_Task_
Among the lines of data below, reproduce only those from the one with "use crossbeam_channel::bounded;" through the one with "collective deadline elapses.", exactly as they stand, both ends included.

[Collected data]

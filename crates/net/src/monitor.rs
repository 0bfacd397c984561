//! Concurrent connect-latency probing.

use std::net::{SocketAddr, TcpStream, ToSocketAddrs};
use std::time::{Duration, Instant};

use crossbeam_channel::bounded;
use serde::Serialize;
use tracing::{debug, warn};

use metronome_core::{ConfigError, PriorityHint, ThreadFactory};

use crate::config::ProbeConfig;
use crate::tier::QualityTier;

/// Extra time past the per-probe timeout before the collector stops
/// waiting for stragglers. A probe that misses the collective deadline
/// counts as lost, not awaited.
const COLLECT_MARGIN: Duration = Duration::from_millis(500);

/// Loss above this forces the bottom tier outright.
const SEVERE_LOSS: f64 = 0.20;
/// Loss above this degrades the tier to at least `Poor`.
const ELEVATED_LOSS: f64 = 0.10;

/// Immutable snapshot returned per quality check. Best-effort by
/// construction: individual probe failures feed the loss rate instead
/// of surfacing as errors.
#[derive(Debug, Clone, Serialize)]
pub struct QualityReport {
    /// Average over successful probes only; 0 when none succeeded.
    pub avg_latency_ms: u64,
    /// `(probes - successes) / probes`.
    pub loss_rate: f64,
    pub tier: QualityTier,
    /// Latencies of the successful probes, in milliseconds.
    pub samples: Vec<u64>,
}

impl std::fmt::Display for QualityReport {
    fn fmt(&self, f: &mut std::fmt::Formatter<'_>) -> std::fmt::Result {
        write!(
            f,
            "network quality: {} (avg {} ms, loss {:.1}%)",
            self.tier,
            self.avg_latency_ms,
            self.loss_rate * 100.0
        )
    }
}

/// Measures connect latency and packet loss with short-lived concurrent
/// probe threads. Stateless between calls; thread-safe.
pub struct NetworkQualityMonitor {
    config: ProbeConfig,
    factory: ThreadFactory,
}

impl NetworkQualityMonitor {
    pub fn new(config: ProbeConfig) -> Result<Self, ConfigError> {
        config.validate()?;
        Ok(Self {
            config,
            factory: ThreadFactory::new("net-probe", PriorityHint::Normal),
        })
    }

    /// Check against the configured default target.
    pub fn check_default(&self) -> QualityReport {
        self.check_quality(&self.config.host, self.config.port, self.config.samples)
    }

    /// Run `sample_count` concurrent probes against `host:port` and
    /// aggregate them. Blocks until every probe reports or the
    /// collective deadline elapses.
    pub fn check_quality(&self, host: &str, port: u16, sample_count: usize) -> QualityReport {
        let count = sample_count.max(1);
        let timeout = self.config.probe_timeout();

        let Some(addr) = resolve(host, port) else {
            warn!(host, port, "address resolution failed; counting all probes as lost");
            return aggregate(count, Vec::new());
        };

        let (tx, rx) = bounded(count);
        let mut launched = 0;
        for _ in 0..count {
            let probe_tx = tx.clone();
            match self.factory.spawn(move || {
                let _ = probe_tx.send(probe(addr, timeout));
            }) {
                Ok(_) => launched += 1,
                Err(error) => warn!(%error, "failed to spawn probe thread"),
            }
        }
        drop(tx);

        let deadline = Instant::now() + timeout + COLLECT_MARGIN;
        let mut successes = Vec::new();
        let mut received = 0;
        while received < launched {
            match rx.recv_deadline(deadline) {
                Ok(Some(latency_ms)) => {
                    received += 1;
                    successes.push(latency_ms);
                }
                Ok(None) => received += 1,
                // Deadline elapsed; stragglers count as lost.
                Err(_) => break,
            }
        }

        let report = aggregate(count, successes);
        debug!(host, port, %report, "quality check complete");
        report
    }

    /// Single best-effort connectivity probe.
    pub fn is_reachable(&self, host: &str, port: u16, timeout: Duration) -> bool {
        match resolve(host, port) {
            Some(addr) => TcpStream::connect_timeout(&addr, timeout).is_ok(),
            None => false,
        }
    }
}

fn resolve(host: &str, port: u16) -> Option<SocketAddr> {
    (host, port).to_socket_addrs().ok()?.next()
}

/// One probe: connect latency in ms, or `None` on failure.
fn probe(addr: SocketAddr, timeout: Duration) -> Option<u64> {
    let start = Instant::now();
    match TcpStream::connect_timeout(&addr, timeout) {
        Ok(_) => Some(start.elapsed().as_millis() as u64),
        Err(error) => {
            debug!(%addr, %error, "probe failed");
            None
        }
    }
}

/// Fold probe outcomes into a report. Loss degrades the latency-derived
/// tier: severe loss forces the bottom tier, elevated loss forces at
/// least `Poor`.
fn aggregate(count: usize, successes: Vec<u64>) -> QualityReport {
    let loss_rate = (count - successes.len()) as f64 / count as f64;
    let avg_latency_ms = if successes.is_empty() {
        0
    } else {
        successes.iter().sum::<u64>() / successes.len() as u64
    };

    let mut tier = if successes.is_empty() {
        QualityTier::VeryPoor
    } else {
        QualityTier::from_latency(avg_latency_ms)
    };
    if loss_rate > SEVERE_LOSS {
        tier = QualityTier::VeryPoor;
    } else if loss_rate > ELEVATED_LOSS {
        tier = tier.max(QualityTier::Poor);
    }

    QualityReport {
        avg_latency_ms,
        loss_rate,
        tier,
        samples: successes,
    }
}

#[cfg(test)]
mod tests {
    use super::*;
    use std::net::TcpListener;

    fn fast_monitor() -> NetworkQualityMonitor {
        NetworkQualityMonitor::new(ProbeConfig {
            probe_timeout_ms: 250,
            ..ProbeConfig::default()
        })
        .unwrap()
    }

    /// A local port with nothing listening on it.
    fn closed_port() -> u16 {
        let listener = TcpListener::bind("127.0.0.1:0").unwrap();
        listener.local_addr().unwrap().port()
    }

    #[test]
    fn all_probes_failing_reports_total_loss() {
        let monitor = fast_monitor();
        let report = monitor.check_quality("127.0.0.1", closed_port(), 5);

        assert_eq!(report.loss_rate, 1.0);
        assert_eq!(report.tier, QualityTier::VeryPoor);
        assert_eq!(report.avg_latency_ms, 0);
        assert!(report.samples.is_empty());
    }

    #[test]
    fn loopback_probes_classify_excellent() {
        let listener = TcpListener::bind("127.0.0.1:0").unwrap();
        let port = listener.local_addr().unwrap().port();

        let monitor = fast_monitor();
        let report = monitor.check_quality("127.0.0.1", port, 4);

        assert_eq!(report.loss_rate, 0.0);
        assert_eq!(report.tier, QualityTier::Excellent);
        assert_eq!(report.samples.len(), 4);
    }

    #[test]
    fn unresolvable_host_counts_as_lost() {
        let monitor = fast_monitor();
        let report = monitor.check_quality("host.invalid.", 80, 3);
        assert_eq!(report.loss_rate, 1.0);
        assert_eq!(report.tier, QualityTier::VeryPoor);
    }

    #[test]
    fn zero_samples_are_coerced_to_one() {
        let monitor = fast_monitor();
        let report = monitor.check_quality("127.0.0.1", closed_port(), 0);
        assert_eq!(report.loss_rate, 1.0);
    }

    #[test]
    fn is_reachable_distinguishes_open_and_closed_ports() {
        let listener = TcpListener::bind("127.0.0.1:0").unwrap();
        let open = listener.local_addr().unwrap().port();
        let monitor = fast_monitor();
        let timeout = Duration::from_millis(250);

        assert!(monitor.is_reachable("127.0.0.1", open, timeout));
        assert!(!monitor.is_reachable("127.0.0.1", closed_port(), timeout));
        assert!(!monitor.is_reachable("host.invalid.", 80, timeout));
    }

    // ── aggregate ───────────────────────────────────────────────────

    #[test]
    fn average_covers_successful_probes_only() {
        let report = aggregate(5, vec![10, 20, 30, 40]);
        assert_eq!(report.avg_latency_ms, 25);
        assert_eq!(report.loss_rate, 0.2);
    }

    #[test]
    fn severe_loss_forces_the_bottom_tier() {
        // Fast samples, but 2 of 5 lost: latency alone says excellent,
        // loss overrides to the bottom tier.
        let report = aggregate(5, vec![10, 12, 14]);
        assert!(report.loss_rate > SEVERE_LOSS);
        assert_eq!(report.tier, QualityTier::VeryPoor);
    }

    #[test]
    fn elevated_loss_degrades_to_at_least_poor() {
        let report = aggregate(10, vec![10, 11, 12, 13, 14, 15, 16, 17]);
        assert_eq!(report.loss_rate, 0.2);
        assert_eq!(report.tier, QualityTier::Poor);
    }

    #[test]
    fn elevated_loss_never_improves_a_bad_tier() {
        // Average 600ms is already the bottom tier; 20% loss must not
        // pull it up to poor.
        let report = aggregate(10, vec![600, 600, 600, 600, 600, 600, 600, 600]);
        assert_eq!(report.tier, QualityTier::VeryPoor);
    }

    #[test]
    fn clean_fast_probes_stay_excellent() {
        let report = aggregate(4, vec![10, 20, 30, 40]);
        assert_eq!(report.avg_latency_ms, 25);
        assert_eq!(report.loss_rate, 0.0);
        assert_eq!(report.tier, QualityTier::Excellent);
    }
}
use thiserror::Error;

/// Construction-time validation failure.
///
/// Raised before any threads are spawned; a component with an invalid
/// config is never created.
#[derive(Error, Debug)]
pub enum ConfigError {
    #[error("{field} must be greater than zero")]
    ZeroField { field: &'static str },

    #[error("pool sizes must satisfy min <= initial <= max, got {min}/{initial}/{max}")]
    SizeOrdering {
        min: usize,
        initial: usize,
        max: usize,
    },

    #[error("{field} must lie within (0, 1), got {value}")]
    RatioRange { field: &'static str, value: f64 },

    #[error("low_cpu_threshold ({low}) must be below high_cpu_threshold ({high})")]
    ThresholdOrdering { low: f64, high: f64 },
}
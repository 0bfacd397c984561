//! Task categories and the per-invocation instrumentation wrapper.

use std::panic::{self, AssertUnwindSafe};
use std::time::{Duration, Instant};

use serde::{Deserialize, Serialize};
use tracing::{error, warn};

use metronome_core::panic_message;

/// Category of work registered with the scheduler. Drives the task-id
/// prefix and the log context.
#[derive(Debug, Clone, Copy, PartialEq, Eq, Hash, Serialize, Deserialize)]
#[serde(rename_all = "lowercase")]
pub enum TaskKind {
    /// Low-frequency housekeeping (cache eviction, registry sweeps).
    Cleanup,
    /// Recurring health and status checks.
    Monitor,
    /// Periodic bulk work.
    Batch,
}

impl TaskKind {
    pub fn prefix(self) -> &'static str {
        match self {
            TaskKind::Cleanup => "cleanup",
            TaskKind::Monitor => "monitor",
            TaskKind::Batch => "batch",
        }
    }

    pub fn label(self) -> &'static str {
        match self {
            TaskKind::Cleanup => "cleanup task",
            TaskKind::Monitor => "monitor task",
            TaskKind::Batch => "batch task",
        }
    }
}

/// Invocations slower than this get a starvation warning: a handful of
/// executor threads serve every periodic task in the process, so one
/// slow task delays all of them.
pub(crate) const SLOW_TASK_THRESHOLD: Duration = Duration::from_secs(1);

/// Run one invocation under the standard wrapper.
///
/// A panic is caught and logged, never propagated — a failing task must
/// not cancel itself or its siblings. Wall-clock duration above
/// [`SLOW_TASK_THRESHOLD`] logs a warning.
pub(crate) fn run_instrumented(kind: TaskKind, id: &str, f: impl FnOnce()) {
    let start = Instant::now();
    let result = panic::catch_unwind(AssertUnwindSafe(f));
    let elapsed = start.elapsed();

    if let Err(payload) = result {
        error!(
            task = id,
            panic = %panic_message(payload.as_ref()),
            "{} panicked",
            kind.label()
        );
    }
    if elapsed > SLOW_TASK_THRESHOLD {
        warn!(
            task = id,
            elapsed_ms = elapsed.as_millis() as u64,
            "{} ran over the slow-task threshold",
            kind.label()
        );
    }
}

#[cfg(test)]
mod tests {
    use super::*;
    use std::sync::atomic::{AtomicUsize, Ordering};

    #[test]
    fn kind_prefixes_are_stable() {
        assert_eq!(TaskKind::Cleanup.prefix(), "cleanup");
        assert_eq!(TaskKind::Monitor.prefix(), "monitor");
        assert_eq!(TaskKind::Batch.prefix(), "batch");
    }

    #[test]
    fn wrapper_contains_panics() {
        let runs = AtomicUsize::new(0);
        run_instrumented(TaskKind::Monitor, "t", || {
            runs.fetch_add(1, Ordering::SeqCst);
            panic!("inner failure");
        });
        // Reaching this line is the assertion: the panic was contained.
        assert_eq!(runs.load(Ordering::SeqCst), 1);
    }
}
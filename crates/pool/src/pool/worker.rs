use std::sync::atomic::Ordering;
use std::sync::Arc;
use std::time::Duration;

use crossbeam_channel::RecvTimeoutError;
use tracing::debug;

use super::Shared;

/// How long an idle worker waits on the queue before re-checking
/// whether the pool shrank underneath it.
const RETIRE_CHECK_INTERVAL: Duration = Duration::from_millis(500);

pub(super) fn worker_loop(shared: Arc<Shared>) {
    let jobs = shared.jobs_rx.clone();
    loop {
        if shared.try_retire() {
            debug!("worker retiring after pool shrink");
            return;
        }
        match jobs.recv_timeout(RETIRE_CHECK_INTERVAL) {
            Ok(job) => {
                shared.active.fetch_add(1, Ordering::AcqRel);
                job();
                shared.active.fetch_sub(1, Ordering::AcqRel);
                shared.completed.fetch_add(1, Ordering::Relaxed);
            }
            Err(RecvTimeoutError::Timeout) => {}
            Err(RecvTimeoutError::Disconnected) => {
                shared.live_workers.fetch_sub(1, Ordering::AcqRel);
                return;
            }
        }
    }
}
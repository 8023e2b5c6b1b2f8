use std::collections::BTreeMap;
use std::path::{Path, PathBuf};

use directories::ProjectDirs;
use serde::{Deserialize, Serialize};
use serde_json::{Map, Value};

use crate::error::DrawResult;
use crate::registry::StyleRegistry;
use crate::style::{Attributes, UnknownField};

#[derive(Clone, Debug, Default, PartialEq, Serialize, Deserialize)]
pub struct StyleBook {
    #[serde(default)]
    pub current: Option<String>,
    pub styles: BTreeMap<String, Map<String, Value>>,
}

impl StyleBook {
    pub fn from_registry(registry: &StyleRegistry) -> DrawResult<Self> {
        let mut styles = BTreeMap::new();
        for (name, style) in registry.iter() {
            styles.insert(name.to_string(), style.to_json()?);
        }
        Ok(Self {
            current: registry.current_name().map(str::to_string),
            styles,
        })
    }

    pub fn apply(&self, registry: &mut StyleRegistry) -> DrawResult<Vec<UnknownField>> {
        let mut unknown = Vec::new();
        for (name, fields) in &self.styles {
            let attributes = Attributes::from_json(Value::Object(fields.clone()))?;
            unknown.extend(registry.add(name, &attributes));
        }
        if let Some(current) = &self.current {
            registry.select(current);
        }
        Ok(unknown)
    }
}

pub fn default_path() -> Option<PathBuf> {
    let dirs = ProjectDirs::from("com", "fancymages", "fancymages")?;
    Some(dirs.config_dir().join("styles.json"))
}

pub fn load(path: &Path) -> DrawResult<StyleBook> {
    let raw = std::fs::read_to_string(path)?;
    Ok(serde_json::from_str(&raw)?)
}

pub fn save(path: &Path, book: &StyleBook) -> DrawResult<()> {
    if let Some(parent) = path.parent() {
        std::fs::create_dir_all(parent)?;
    }
    std::fs::write(path, serde_json::to_string_pretty(book)?)?;
    log::debug!(target: "style", "saved {} styles to {}", book.styles.len(), path.display());
    Ok(())
}
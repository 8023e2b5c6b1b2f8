use std::collections::HashMap;

use ab_glyph::{FontArc, PxScale};
use imageproc::drawing::text_size;

use crate::geometry::Size;

const SYSTEM_FONT_CANDIDATES: &[&str] = &[
    "/usr/share/fonts/truetype/dejavu/DejaVuSans.ttf",
    "/usr/share/fonts/TTF/DejaVuSans.ttf",
    "/usr/share/fonts/dejavu/DejaVuSans.ttf",
    "/usr/share/fonts/truetype/liberation/LiberationSans-Regular.ttf",
    "/System/Library/Fonts/Supplemental/Arial Unicode.ttf",
    "/System/Library/Fonts/Supplemental/Arial.ttf",
    "/System/Library/Fonts/SFNS.ttf",
    "/System/Library/Fonts/Supplemental/Helvetica.ttf",
    "C:\\Windows\\Fonts\\arial.ttf",
];

#[derive(Default)]
pub struct FontCache {
    by_path: HashMap<String, Option<FontArc>>,
    system: Option<Option<FontArc>>,
}

impl FontCache {
    pub fn new() -> Self {
        Self::default()
    }

    pub fn resolve(&mut self, path: Option<&str>) -> Option<FontArc> {
        if let Some(path) = path {
            let font = self
                .by_path
                .entry(path.to_string())
                .or_insert_with(|| {
                    let font = load_font(path);
                    if font.is_none() {
                        log::warn!(target: "fonts", "cannot load font {path}, using system font");
                    }
                    font
                })
                .clone();
            if font.is_some() {
                return font;
            }
        }
        self.system
            .get_or_insert_with(|| {
                let font = SYSTEM_FONT_CANDIDATES.iter().find_map(|path| load_font(path));
                if font.is_none() {
                    log::warn!(target: "fonts", "no system font found, text glyphs will be skipped");
                }
                font
            })
            .clone()
    }
}

fn load_font(path: &str) -> Option<FontArc> {
    let bytes = std::fs::read(path).ok()?;
    FontArc::try_from_vec(bytes).ok()
}

pub fn measure(font: Option<&FontArc>, font_size: f32, text: &str) -> Size {
    match font {
        Some(font) => {
            let (width, height) = text_size(PxScale::from(font_size), font, text);
            Size::new(width as f32, height as f32)
        }
        None => estimate(font_size, text),
    }
}

fn estimate(font_size: f32, text: &str) -> Size {
    let chars = text.chars().count() as f32;
    Size::new(chars * font_size * 0.6, font_size * 1.4)
}
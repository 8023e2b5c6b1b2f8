use anyhow::Result;
use fancymages::{
    Attributes, BoxOptions, Color, Display, DrawError, Drawer, KeypointOptions, Labels,
    MaskOptions, Picture, PixelArray, Point, SegmentOptions, TextOptions,
};
use image::{DynamicImage, GrayImage, Luma, Rgb, RgbImage, Rgba, RgbaImage};

fn black_rgba(size: u32) -> DynamicImage {
    DynamicImage::ImageRgba8(RgbaImage::from_pixel(size, size, Rgba([0, 0, 0, 255])))
}

fn rgba(picture: &Picture) -> RgbaImage {
    picture.to_image().expect("decodable picture").to_rgba8()
}

fn styled_drawer() -> Drawer {
    let mut drawer = Drawer::new();
    drawer.add_style(
        "s1",
        &Attributes::new()
            .set("line color", "blue")
            .set("line thickness", 2),
    );
    drawer.set_style("s1");
    drawer
}

#[derive(Default)]
struct Recording {
    shown: Vec<DynamicImage>,
    finished: usize,
}

impl Display for Recording {
    fn show(&mut self, image: &DynamicImage) -> Result<()> {
        self.shown.push(image.clone());
        Ok(())
    }

    fn finish(&mut self) -> Result<()> {
        self.finished += 1;
        Ok(())
    }
}

#[test]
fn box_outline_is_drawn_inside_the_box_edges() {
    let mut drawer = styled_drawer();
    let picture = drawer
        .bbox(black_rgba(100), (10, 10), (50, 50), &BoxOptions::default())
        .expect("box");
    let image = rgba(&picture);

    assert_eq!(image.get_pixel(10, 30).0, [0, 0, 255, 255]);
    assert_eq!(image.get_pixel(11, 30).0, [0, 0, 255, 255]);
    assert_eq!(image.get_pixel(50, 30).0, [0, 0, 255, 255]);
    assert_eq!(image.get_pixel(30, 30).0, [0, 0, 0, 255]);
    assert_eq!(image.get_pixel(9, 30).0, [0, 0, 0, 255]);
}

#[test]
fn caller_image_is_untouched() {
    let mut drawer = styled_drawer();
    let original = black_rgba(40);
    let copy = original.clone();
    drawer
        .bbox(original.clone(), (2, 2), (30, 30), &BoxOptions::default())
        .expect("box");
    assert_eq!(original, copy);
}

#[test]
fn unimplemented_operations_return_the_input() {
    let mut drawer = styled_drawer();
    let input = black_rgba(16);
    let output = drawer.overlay(input.clone(), "text", "top left");
    assert_eq!(output.as_native(), Some(&input));
    let output = drawer.side_barplot(input.clone(), &[1.0, 2.0], "right");
    assert_eq!(output.as_native(), Some(&input));
}

#[test]
fn snapshots_are_shown_in_order() {
    let mut drawer = styled_drawer();
    let first = drawer
        .bbox(black_rgba(30), (2, 2), (10, 10), &BoxOptions::default())
        .expect("first box");
    drawer.snapshot();
    drawer
        .bbox(first, (12, 12), (20, 20), &BoxOptions::default())
        .expect("second box");
    drawer.snapshot();

    let mut display = Recording::default();
    drawer.show_snapshots(&mut display).expect("show");
    assert_eq!(display.shown.len(), 2);
    assert_eq!(display.finished, 1);

    let earlier = display.shown[0].to_rgba8();
    let later = display.shown[1].to_rgba8();
    assert_eq!(earlier.get_pixel(12, 15).0, [0, 0, 0, 255]);
    assert_eq!(later.get_pixel(12, 15).0, [0, 0, 255, 255]);
}

#[test]
fn pixel_arrays_keep_their_layout() {
    let mut drawer = styled_drawer();
    drawer.set_return_array(true);

    let input = PixelArray::zeros(20, 30, 3).expect("array");
    let output = drawer
        .segments(
            input,
            &[vec![Point::new(0.0, 10.5), Point::new(30.0, 10.5)]],
            &SegmentOptions {
                thickness: Some(3.0),
                ..Default::default()
            },
        )
        .expect("segments");
    let array = output.as_array().expect("array output");
    assert_eq!(array.shape(), (20, 30, 3));
    assert_eq!(array.pixel(15, 10), Some(&[0u8, 0, 255][..]));
    assert_eq!(array.pixel(15, 2), Some(&[0u8, 0, 0][..]));
}

#[test]
fn native_rgb_input_returns_rgb_image() {
    let mut drawer = styled_drawer();
    let input = DynamicImage::ImageRgb8(RgbImage::from_pixel(20, 20, Rgb([9, 9, 9])));
    let output = drawer
        .bbox(input, (0, 0), (19, 19), &BoxOptions::default())
        .expect("box");
    assert!(matches!(output.as_native(), Some(DynamicImage::ImageRgb8(_))));
}

#[test]
fn keypoint_labels_do_not_fail_without_a_panel() {
    let mut drawer = styled_drawer();
    drawer.update_current_style(&Attributes::new().set("points color", "red"));
    let points = [Point::new(10.0, 30.0), Point::new(30.0, 30.0)];
    for labels in [
        Labels::Numbers,
        Labels::NumbersFromZero,
        Labels::Letters,
        Labels::Explicit(vec!["only one".to_string()]),
    ] {
        let picture = drawer
            .keypoints(
                black_rgba(60),
                &points,
                &KeypointOptions {
                    labels: Some(labels),
                    ..Default::default()
                },
            )
            .expect("keypoints");
        assert_eq!(rgba(&picture).get_pixel(10, 30).0, [255, 0, 0, 255]);
    }
}

#[test]
fn keypoint_label_panel_sits_above_right_of_the_point() {
    let mut drawer = styled_drawer();
    drawer.update_current_style(
        &Attributes::new()
            .set("points color", "red")
            .set("text fill color", "green"),
    );
    let picture = drawer
        .keypoints(
            black_rgba(60),
            &[Point::new(10.0, 40.0)],
            &KeypointOptions {
                labels: Some(Labels::Numbers),
                ..Default::default()
            },
        )
        .expect("keypoints");
    let image = rgba(&picture);

    // radius 3 and offset 10 put the panel corner at (23, 27)
    assert_eq!(image.get_pixel(23, 27).0, [0, 128, 0, 255]);
    assert_eq!(image.get_pixel(22, 27).0, [0, 0, 0, 255]);
    assert_eq!(image.get_pixel(23, 26).0, [0, 0, 0, 255]);
    assert_eq!(image.get_pixel(10, 40).0, [255, 0, 0, 255]);
}

#[test]
fn nested_overrides_restore_selection_after_errors() {
    let mut drawer = styled_drawer();
    drawer.add_style("s2", &Attributes::new().set("line color", "red"));

    let result: Result<(), DrawError> = drawer.with_style(Some("s2"), |drawer| {
        drawer.text_anchor(black_rgba(20), "nowhere", "x", &TextOptions::default())?;
        Ok(())
    });
    assert!(matches!(result, Err(DrawError::InvalidPosition(_))));
    assert_eq!(drawer.current_style(), Some("s1"));

    let missing = drawer.bbox(
        black_rgba(20),
        (1, 1),
        (5, 5),
        &BoxOptions {
            style: Some("nope"),
            ..Default::default()
        },
    );
    assert!(matches!(missing, Err(DrawError::StyleNotFound(name)) if name == "nope"));
    assert_eq!(drawer.current_style(), Some("s1"));
}

#[test]
fn mask_uses_call_color_over_style_color() {
    let mut drawer = styled_drawer();
    let mut mask = GrayImage::new(10, 10);
    mask.put_pixel(5, 5, Luma([255]));

    let missing = drawer.mask(
        black_rgba(10),
        &DynamicImage::ImageLuma8(mask.clone()),
        &MaskOptions::default(),
    );
    assert!(matches!(missing, Err(DrawError::MissingAttribute("mask color"))));

    let picture = drawer
        .mask(
            black_rgba(10),
            &DynamicImage::ImageLuma8(mask),
            &MaskOptions {
                color: Some(Color::rgb(0, 220, 0)),
                ..Default::default()
            },
        )
        .expect("mask");
    let image = rgba(&picture);
    assert_eq!(image.get_pixel(5, 5).0, [0, 220, 0, 255]);
    assert_eq!(image.get_pixel(4, 5).0, [0, 0, 0, 255]);
}

#[test]
fn styles_survive_a_dump_and_load() {
    let mut drawer = styled_drawer();
    drawer.add_style("panel", &Attributes::new().set("text fill color", "transparent"));

    let dir = tempfile::tempdir().expect("tempdir");
    let path = dir.path().join("styles.json");
    drawer.dump_styles(&path).expect("dump");

    let mut restored = Drawer::new();
    let unknown = restored.load_styles(&path).expect("load");
    assert!(unknown.is_empty());
    assert_eq!(restored.current_style(), Some("s1"));
    assert_eq!(restored.style("s1"), drawer.style("s1"));
    assert_eq!(restored.style("panel"), drawer.style("panel"));
}

#[test]
fn unknown_fields_are_reported_with_suggestions() {
    let mut drawer = Drawer::new();
    let unknown = drawer.add_style("typo", &Attributes::new().set("line colour", "red"));
    assert_eq!(unknown.len(), 1);
    assert_eq!(unknown[0].key, "line colour");
    assert_eq!(unknown[0].suggestions.first().map(String::as_str), Some("line color"));
}

#[test]
fn normalized_flag_still_reads_pixels_and_show_displays_once() {
    let mut drawer = Drawer::with_options(fancymages::DrawerOptions {
        return_array: false,
        normalized: true,
    });
    drawer.add_style("s1", &Attributes::new().set("line color", "blue"));
    drawer.set_style("s1");
    assert!(drawer.last_image().is_none());

    let picture = drawer
        .bbox(black_rgba(20), (2, 2), (10, 10), &BoxOptions::default())
        .expect("box");
    assert_eq!(rgba(&picture).get_pixel(2, 5).0, [0, 0, 255, 255]);
    assert_eq!(drawer.last_image(), picture.as_native());

    let mut display = Recording::default();
    drawer.show(&picture, &mut display).expect("show");
    assert_eq!(display.shown.len(), 1);
    assert_eq!(display.finished, 1);
}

_Task answer_
use crossbeam_channel::bounded;
use serde::Serialize;
use tracing::{debug, warn};

use metronome_core::{ConfigError, PriorityHint, ThreadFactory};

use crate::config::ProbeConfig;
use crate::tier::QualityTier;

/// Extra time past the per-probe timeout before the collector stops
/// waiting for stragglers. A probe that misses the collective deadline
/// counts as lost, not awaited.
const COLLECT_MARGIN: Duration = Duration::from_millis(500);

/// Loss above this forces the bottom tier outright.
const SEVERE_LOSS: f64 = 0.20;
/// Loss above this degrades the tier to at least `Poor`.
const ELEVATED_LOSS: f64 = 0.10;

/// Immutable snapshot returned per quality check. Best-effort by
/// construction: individual probe failures feed the loss rate instead
/// of surfacing as errors.
#[derive(Debug, Clone, Serialize)]
pub struct QualityReport {
    /// Average over successful probes only; 0 when none succeeded.
    pub avg_latency_ms: u64,
    /// `(probes - successes) / probes`.
    pub loss_rate: f64,
    pub tier: QualityTier,
    /// Latencies of the successful probes, in milliseconds.
    pub samples: Vec<u64>,
}

impl std::fmt::Display for QualityReport {
    fn fmt(&self, f: &mut std::fmt::Formatter<'_>) -> std::fmt::Result {
        write!(
            f,
            "network quality: {} (avg {} ms, loss {:.1}%)",
            self.tier,
            self.avg_latency_ms,
            self.loss_rate * 100.0
        )
    }
}

/// Measures connect latency and packet loss with short-lived concurrent
/// probe threads. Stateless between calls; thread-safe.
pub struct NetworkQualityMonitor {
    config: ProbeConfig,
    factory: ThreadFactory,
}

impl NetworkQualityMonitor {
    pub fn new(config: ProbeConfig) -> Result<Self, ConfigError> {
        config.validate()?;
        Ok(Self {
            config,
            factory: ThreadFactory::new("net-probe", PriorityHint::Normal),
        })
    }

    /// Check against the configured default target.
    pub fn check_default(&self) -> QualityReport {
        self.check_quality(&self.config.host, self.config.port, self.config.samples)
    }

    /// Run `sample_count` concurrent probes against `host:port` and
    /// aggregate them. Blocks until every probe reports or the
    /// collective deadline elapses.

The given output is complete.